I thought about suggesting that, but the hardware hacker in me wants to
keep it as simple as possible :-)
I understand. I'm both a software and a hardware hacker, so I don't mind
moving the set-point over a bit for a combination solution.
I think I could make a Unibus master and arbiter in a
handful of TTL
chips (look at the releveant bits of a Unibus CPU printset -- it's not
that complicated). Using a CPU sounds like overkill..

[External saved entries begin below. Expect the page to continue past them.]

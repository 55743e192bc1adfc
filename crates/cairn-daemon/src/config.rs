//! Configuration file management.
//!
//! `config.toml` lives in the data directory. Every field has a default, so
//! a missing file or a partial one is fine.

use std::path::{Path, PathBuf};

use cairn_pins::{IngestConfig, RegistryConfig};
use cairn_types::{Balance, DEFAULT_MAX_REPLICAS, DEFAULT_MAX_SIZE_BYTES};
use serde::{Deserialize, Serialize};

/// Environment variable overriding the data directory.
pub const DATA_DIR_ENV: &str = "CAIRN_DATA_DIR";

#[derive(Debug, Clone, Default, Serialize, Deserialize)]
pub struct DaemonConfig {
    #[serde(default)]
    pub pinning: PinningConfig,
    #[serde(default)]
    pub billing: BillingConfig,
    #[serde(default)]
    pub ingest: IngestSection,
    #[serde(default)]
    pub storage: StorageConfig,
    #[serde(default)]
    pub advanced: AdvancedConfig,
}

/// Limits on pin submissions.
#[derive(Debug, Clone, Serialize, Deserialize)]
pub struct PinningConfig {
    #[serde(default = "default_max_size_bytes")]
    pub max_size_bytes: u64,
    #[serde(default = "default_max_replicas")]
    pub max_replicas: u32,
}

#[derive(Debug, Clone, Serialize, Deserialize)]
pub struct BillingConfig {
    /// Pool spending allowed per calendar month. Adopted at each rollover.
    #[serde(default = "default_monthly_quota_total")]
    pub monthly_quota_total: u64,
    /// Seeded only when the database has no pool row yet.
    #[serde(default)]
    pub initial_pool_balance: u64,
}

#[derive(Debug, Clone, Serialize, Deserialize)]
pub struct IngestSection {
    /// Initial toggle; a value set through `set_auto_pin` takes precedence.
    #[serde(default = "default_true")]
    pub auto_pin_enabled: bool,
    #[serde(default = "default_dedup_ttl_secs")]
    pub dedup_ttl_secs: u64,
    #[serde(default = "default_dedup_capacity")]
    pub dedup_capacity: usize,
}

#[derive(Debug, Clone, Default, Serialize, Deserialize)]
pub struct StorageConfig {
    /// Data directory. Empty = platform default.
    #[serde(default)]
    pub data_dir: String,
}

#[derive(Debug, Clone, Serialize, Deserialize)]
pub struct AdvancedConfig {
    /// Log level: "debug" | "info" | "warn" | "error".
    #[serde(default = "default_log_level")]
    pub log_level: String,
    /// Buffered pin events per subscriber.
    #[serde(default = "default_event_buffer")]
    pub event_buffer: usize,
}

fn default_max_size_bytes() -> u64 {
    DEFAULT_MAX_SIZE_BYTES
}

fn default_max_replicas() -> u32 {
    DEFAULT_MAX_REPLICAS
}

fn default_monthly_quota_total() -> u64 {
    1_000_000_000
}

fn default_true() -> bool {
    true
}

fn default_dedup_ttl_secs() -> u64 {
    86_400
}

fn default_dedup_capacity() -> usize {
    65_536
}

fn default_log_level() -> String {
    "info".to_string()
}

fn default_event_buffer() -> usize {
    1000
}

impl Default for PinningConfig {
    fn default() -> Self {
        Self {
            max_size_bytes: default_max_size_bytes(),
            max_replicas: default_max_replicas(),
        }
    }
}

impl Default for BillingConfig {
    fn default() -> Self {
        Self {
            monthly_quota_total: default_monthly_quota_total(),
            initial_pool_balance: 0,
        }
    }
}

impl Default for IngestSection {
    fn default() -> Self {
        Self {
            auto_pin_enabled: true,
            dedup_ttl_secs: default_dedup_ttl_secs(),
            dedup_capacity: default_dedup_capacity(),
        }
    }
}

impl Default for AdvancedConfig {
    fn default() -> Self {
        Self {
            log_level: default_log_level(),
            event_buffer: default_event_buffer(),
        }
    }
}

impl DaemonConfig {
    /// Load `config.toml` from the data directory, or defaults if absent.
    pub fn load() -> anyhow::Result<Self> {
        Self::load_from(&Self::default_data_dir().join("config.toml"))
    }

    pub fn load_from(path: &Path) -> anyhow::Result<Self> {
        if !path.exists() {
            return Ok(Self::default());
        }
        let content = std::fs::read_to_string(path)?;
        Ok(toml::from_str(&content)?)
    }

    pub fn data_dir(&self) -> PathBuf {
        if self.storage.data_dir.is_empty() {
            Self::default_data_dir()
        } else {
            PathBuf::from(&self.storage.data_dir)
        }
    }

    pub fn quota_total(&self) -> Balance {
        Balance::from(self.billing.monthly_quota_total)
    }

    pub fn registry_config(&self) -> RegistryConfig {
        RegistryConfig {
            max_size_bytes: self.pinning.max_size_bytes,
            max_replicas: self.pinning.max_replicas,
        }
    }

    pub fn ingest_config(&self) -> IngestConfig {
        IngestConfig {
            enabled: self.ingest.auto_pin_enabled,
            dedup_ttl_secs: self.ingest.dedup_ttl_secs,
            dedup_capacity: self.ingest.dedup_capacity,
        }
    }

    /// `$CAIRN_DATA_DIR`, else a per-platform directory under `$HOME`.
    fn default_data_dir() -> PathBuf {
        if let Ok(dir) = std::env::var(DATA_DIR_ENV) {
            return PathBuf::from(dir);
        }
        #[cfg(target_os = "macos")]
        {
            home_subdir("Library/Application Support/Cairn")
        }
        #[cfg(not(target_os = "macos"))]
        {
            home_subdir(".cairn")
        }
    }
}

fn home_subdir(subpath: &str) -> PathBuf {
    std::env::var("HOME")
        .map(|h| PathBuf::from(h).join(subpath))
        .unwrap_or_else(|_| PathBuf::from("/tmp/cairn"))
}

Overkill from one sense, but it depends on how elaborate you'd want
it to be.
There's also the issue that I wanted to keep stuff
'out of the way' I was
thinking it would be useful if the new host could do _anything_ to the
disk controller (that's one good reason to avoidthe BSD device drivers,
actually).
True.
Why not just
use a PDP-11/53 CPU board with local serial and on-board
I don;t have one :-)
Good reason. :-)
Anyway, I'm more of a Unibus person...
Fair enough. I do both (plus VAXBI) since I used to make all of that
kind of stuff for a living. Personally, I have a lot of experience with
Qbus machines because that's what was popular when I began to take over
the hardware department. I still love Unibus stuff, though.
It's a pity that computers with lots of parallel
I/O lines are so
uncommon, and the user ports are out of fashion now...

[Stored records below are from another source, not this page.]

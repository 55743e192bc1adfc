//! cairn-daemon: pin lifecycle and billing service.
//!
//! Single process running a Tokio runtime. Clients talk JSON-RPC 2.0 over a
//! Unix socket, one request per line. The pin registry and ledgers live in
//! memory; submissions and credits commit to SQLite before they take
//! effect, other transitions write through after.

pub mod commands;
pub mod config;
pub mod persist;
pub mod rpc;

use std::sync::Arc;

use cairn_pins::{AutoPinIngestor, EventBus, PinRegistry, StatusProjection};
use cairn_types::Clock;
use rusqlite::Connection;
use tokio::sync::{broadcast, Mutex};

use crate::config::DaemonConfig;

/// Daemon-wide shared state.
pub struct DaemonState {
    /// Database connection. Holding the lock serializes write-through.
    pub db: Arc<Mutex<Connection>>,
    pub config: DaemonConfig,
    pub registry: Arc<PinRegistry>,
    pub ingestor: AutoPinIngestor,
    pub status: StatusProjection<PinRegistry>,
    pub events: EventBus,
    pub clock: Arc<dyn Clock>,
    /// Shutdown signal sender.
    pub shutdown_tx: broadcast::Sender<()>,
}

impl DaemonState {
    /// Rebuild in-memory state from `conn` and wire up the components.
    pub fn bootstrap(
        config: DaemonConfig,
        conn: Connection,
        clock: Arc<dyn Clock>,
    ) -> anyhow::Result<Self> {
        let events = EventBus::new(config.advanced.event_buffer);
        let loaded = persist::load(&conn, &config, clock.clone(), events.clone())?;
        let registry = Arc::new(loaded.registry);

        let mut ingest = config.ingest_config();
        ingest.enabled = loaded.auto_pin_enabled;
        let ingestor = AutoPinIngestor::new(ingest, clock.clone());
        let status = StatusProjection::new(registry.clone());
        let (shutdown_tx, _) = broadcast::channel(1);

        Ok(Self {
            db: Arc::new(Mutex::new(conn)),
            config,
            registry,
            ingestor,
            status,
            events,
            clock,
            shutdown_tx,
        })
    }

    pub fn now(&self) -> u64 {
        self.clock.now_secs()
    }
}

No doubt. I did a lot of stuff with the User Port on the PET and C-64
(the Simon clone from Byte, an external big-key keyboard, a 2-digit
7-segment display, a high-speed CBM interconnect, a rudimentary IEEE-488
tracer, etc.)
One thing I would _love_ to find is a portable-ish
machine which can
write a disk that's readable on a PC, and which has at least 32 parallel
I/O lines, totally user controllable.
Hmm... you'll laugh... my SBC-6120 w/IOB-6120 fits the bill... the
IOB-6120 has 36 I/O lines that are designatable I, O or Z by PDP-8 IOTs,
and a CF socket, and the base SBC-6120 has an IDE port. The CF cards/disks
do not use a DOS-compatible partition scheme, but can be read/written-to
by DOS utilities. I have a ZIP drive backpack battery that can power it,
or I can drive it from the PS/2 port of my laptop.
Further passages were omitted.